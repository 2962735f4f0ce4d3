//! Retry with exponential backoff for transient provider failures.
//!
//! Only errors classified by [`is_retryable_error`] are retried; everything
//! else propagates immediately. The delay schedule is
//! `min(max, initial * multiplier^attempt)` plus a small jitter.

use std::time::Duration;

use tracing::warn;

use crate::provider::LlmError;

/// HTTP statuses worth another attempt.
const RETRYABLE_STATUSES: &[u16] = &[429, 500, 502, 503, 504];

/// Message fragments that indicate a transient transport failure.
const RETRYABLE_FRAGMENTS: &[&str] = &[
    "rate limit",
    "network",
    "connection",
    "econnrefused",
    "enotfound",
    "etimedout",
    "timeout",
    "fetch failed",
    "socket hang up",
];

#[derive(Debug, Clone)]
pub struct RetryPolicy {
    pub max_retries: u32,
    pub initial_delay_ms: u64,
    pub max_delay_ms: u64,
    pub multiplier: f64,
}

impl Default for RetryPolicy {
    fn default() -> Self {
        Self {
            max_retries: 3,
            initial_delay_ms: 1000,
            max_delay_ms: 30_000,
            multiplier: 2.0,
        }
    }
}

impl RetryPolicy {
    pub fn with_max_retries(max_retries: u32) -> Self {
        Self {
            max_retries,
            ..Self::default()
        }
    }
}

/// Run `f`, retrying retryable failures up to `policy.max_retries` times.
pub async fn with_retry<F, Fut, T>(policy: &RetryPolicy, mut f: F) -> Result<T, LlmError>
where
    F: FnMut() -> Fut,
    Fut: std::future::Future<Output = Result<T, LlmError>>,
{
    let mut attempt: u32 = 0;
    loop {
        match f().await {
            Ok(value) => return Ok(value),
            Err(e) if attempt < policy.max_retries && is_retryable_error(&e) => {
                let delay = delay_for_attempt(policy, attempt);
                warn!(
                    attempt = attempt + 1,
                    max = policy.max_retries,
                    delay_ms = delay.as_millis() as u64,
                    error = %e,
                    "retryable provider error, backing off"
                );
                tokio::time::sleep(delay).await;
                attempt += 1;
            }
            Err(e) => return Err(e),
        }
    }
}

/// Classify an error as worth retrying.
pub fn is_retryable_error(error: &LlmError) -> bool {
    match error {
        LlmError::RateLimited { .. } => true,
        LlmError::Api { status, .. } => RETRYABLE_STATUSES.contains(status),
        LlmError::Http(e) => {
            e.is_timeout() || e.is_connect() || message_is_retryable(&e.to_string())
        }
        LlmError::Unavailable(message) => message_is_retryable(message),
        LlmError::Parse(_) | LlmError::CircuitOpen { .. } => false,
    }
}

fn message_is_retryable(message: &str) -> bool {
    let lower = message.to_lowercase();
    RETRYABLE_FRAGMENTS.iter().any(|frag| lower.contains(frag))
}

/// Exponential delay capped at `max_delay_ms`, with up to 10% jitter derived
/// from the monotonic clock (no rand dependency).
fn delay_for_attempt(policy: &RetryPolicy, attempt: u32) -> Duration {
    let base = (policy.initial_delay_ms as f64 * policy.multiplier.powi(attempt as i32))
        .min(policy.max_delay_ms as f64) as u64;
    Duration::from_millis(base + jitter_ms(base))
}

fn jitter_ms(base_ms: u64) -> u64 {
    let nanos = std::time::SystemTime::now()
        .duration_since(std::time::UNIX_EPOCH)
        .map(|d| d.subsec_nanos())
        .unwrap_or(0);

    let max_jitter = base_ms / 10;
    if max_jitter == 0 {
        return 0;
    }
    (nanos as u64) % max_jitter
}

#[cfg(test)]
mod tests {
    use super::*;
    use std::sync::atomic::{AtomicU32, Ordering};

    #[test]
    fn retryable_statuses_classified() {
        for status in [429u16, 500, 502, 503, 504] {
            assert!(
                is_retryable_error(&LlmError::Api {
                    status,
                    message: String::new()
                }),
                "status {status} should be retryable"
            );
        }
        for status in [400u16, 401, 403] {
            assert!(
                !is_retryable_error(&LlmError::Api {
                    status,
                    message: String::new()
                }),
                "status {status} must not be retryable"
            );
        }
    }

    #[test]
    fn transient_messages_classified() {
        for msg in [
            "rate limit exceeded",
            "Network is unreachable",
            "connection reset by peer",
            "ECONNREFUSED",
            "getaddrinfo ENOTFOUND host",
            "ETIMEDOUT",
            "request timeout",
            "fetch failed",
            "socket hang up",
        ] {
            assert!(
                is_retryable_error(&LlmError::Unavailable(msg.to_string())),
                "{msg} should be retryable"
            );
        }
        assert!(!is_retryable_error(&LlmError::Unavailable(
            "invalid api key".to_string()
        )));
    }

    #[test]
    fn rate_limited_and_circuit_open_classified() {
        assert!(is_retryable_error(&LlmError::RateLimited {
            retry_after_ms: 1000
        }));
        assert!(!is_retryable_error(&LlmError::CircuitOpen {
            provider: "openai".to_string()
        }));
        assert!(!is_retryable_error(&LlmError::Parse("bad json".to_string())));
    }

    #[test]
    fn delay_grows_and_caps() {
        let policy = RetryPolicy {
            max_retries: 5,
            initial_delay_ms: 100,
            max_delay_ms: 350,
            multiplier: 2.0,
        };
        // Jitter adds at most 10%, so compare against base bounds.
        assert!(delay_for_attempt(&policy, 0).as_millis() >= 100);
        assert!(delay_for_attempt(&policy, 1).as_millis() >= 200);
        assert!(delay_for_attempt(&policy, 4).as_millis() <= 350 + 35);
    }

    #[tokio::test]
    async fn retries_until_success() {
        let calls = AtomicU32::new(0);
        let policy = RetryPolicy {
            max_retries: 3,
            initial_delay_ms: 1,
            max_delay_ms: 2,
            multiplier: 2.0,
        };

        let result = with_retry(&policy, || {
            let n = calls.fetch_add(1, Ordering::SeqCst);
            async move {
                if n < 2 {
                    Err(LlmError::Api {
                        status: 503,
                        message: "unavailable".to_string(),
                    })
                } else {
                    Ok("ok")
                }
            }
        })
        .await;

        assert_eq!(result.unwrap(), "ok");
        assert_eq!(calls.load(Ordering::SeqCst), 3);
    }

    #[tokio::test]
    async fn non_retryable_error_propagates_immediately() {
        let calls = AtomicU32::new(0);
        let policy = RetryPolicy::default();

        let result: Result<(), _> = with_retry(&policy, || {
            calls.fetch_add(1, Ordering::SeqCst);
            async {
                Err(LlmError::Api {
                    status: 401,
                    message: "unauthorized".to_string(),
                })
            }
        })
        .await;

        assert!(result.is_err());
        assert_eq!(calls.load(Ordering::SeqCst), 1);
    }

    #[tokio::test]
    async fn exhausted_retries_return_last_error() {
        let calls = AtomicU32::new(0);
        let policy = RetryPolicy {
            max_retries: 2,
            initial_delay_ms: 1,
            max_delay_ms: 2,
            multiplier: 2.0,
        };

        let result: Result<(), _> = with_retry(&policy, || {
            calls.fetch_add(1, Ordering::SeqCst);
            async {
                Err(LlmError::Api {
                    status: 502,
                    message: "bad gateway".to_string(),
                })
            }
        })
        .await;

        assert!(matches!(result, Err(LlmError::Api { status: 502, .. })));
        // Initial attempt plus two retries.
        assert_eq!(calls.load(Ordering::SeqCst), 3);
    }
}
use std::sync::Arc;

use axum::extract::State;
use axum::http::StatusCode;
use axum::Json;
use serde_json::{json, Value};
use tracing::warn;

use crate::app::AppState;

/// GET /api/health — liveness plus build metadata.
pub async fn health(State(_state): State<Arc<AppState>>) -> Json<Value> {
    Json(json!({
        "status": "ok",
        "version": env!("CARGO_PKG_VERSION"),
    }))
}

/// GET /api/health/live — bare liveness probe.
pub async fn live() -> Json<Value> {
    Json(json!({ "status": "ok" }))
}

/// GET /ready — readiness runs `SELECT 1` against the database.
pub async fn ready(State(state): State<Arc<AppState>>) -> (StatusCode, Json<Value>) {
    match state.repo.ping() {
        Ok(()) => (StatusCode::OK, Json(json!({ "status": "ready" }))),
        Err(e) => {
            warn!(error = %e, "readiness probe failed");
            (
                StatusCode::SERVICE_UNAVAILABLE,
                Json(json!({ "status": "unavailable" })),
            )
        }
    }
}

WHAT YOU ARE ASKED TO DO => Scan the material above. Return every line containing the string "Self".

THE COMPLETED TASK =>
    fn default() -> Self {
        Self {
    pub fn with_max_retries(max_retries: u32) -> Self {
        Self {
            ..Self::default()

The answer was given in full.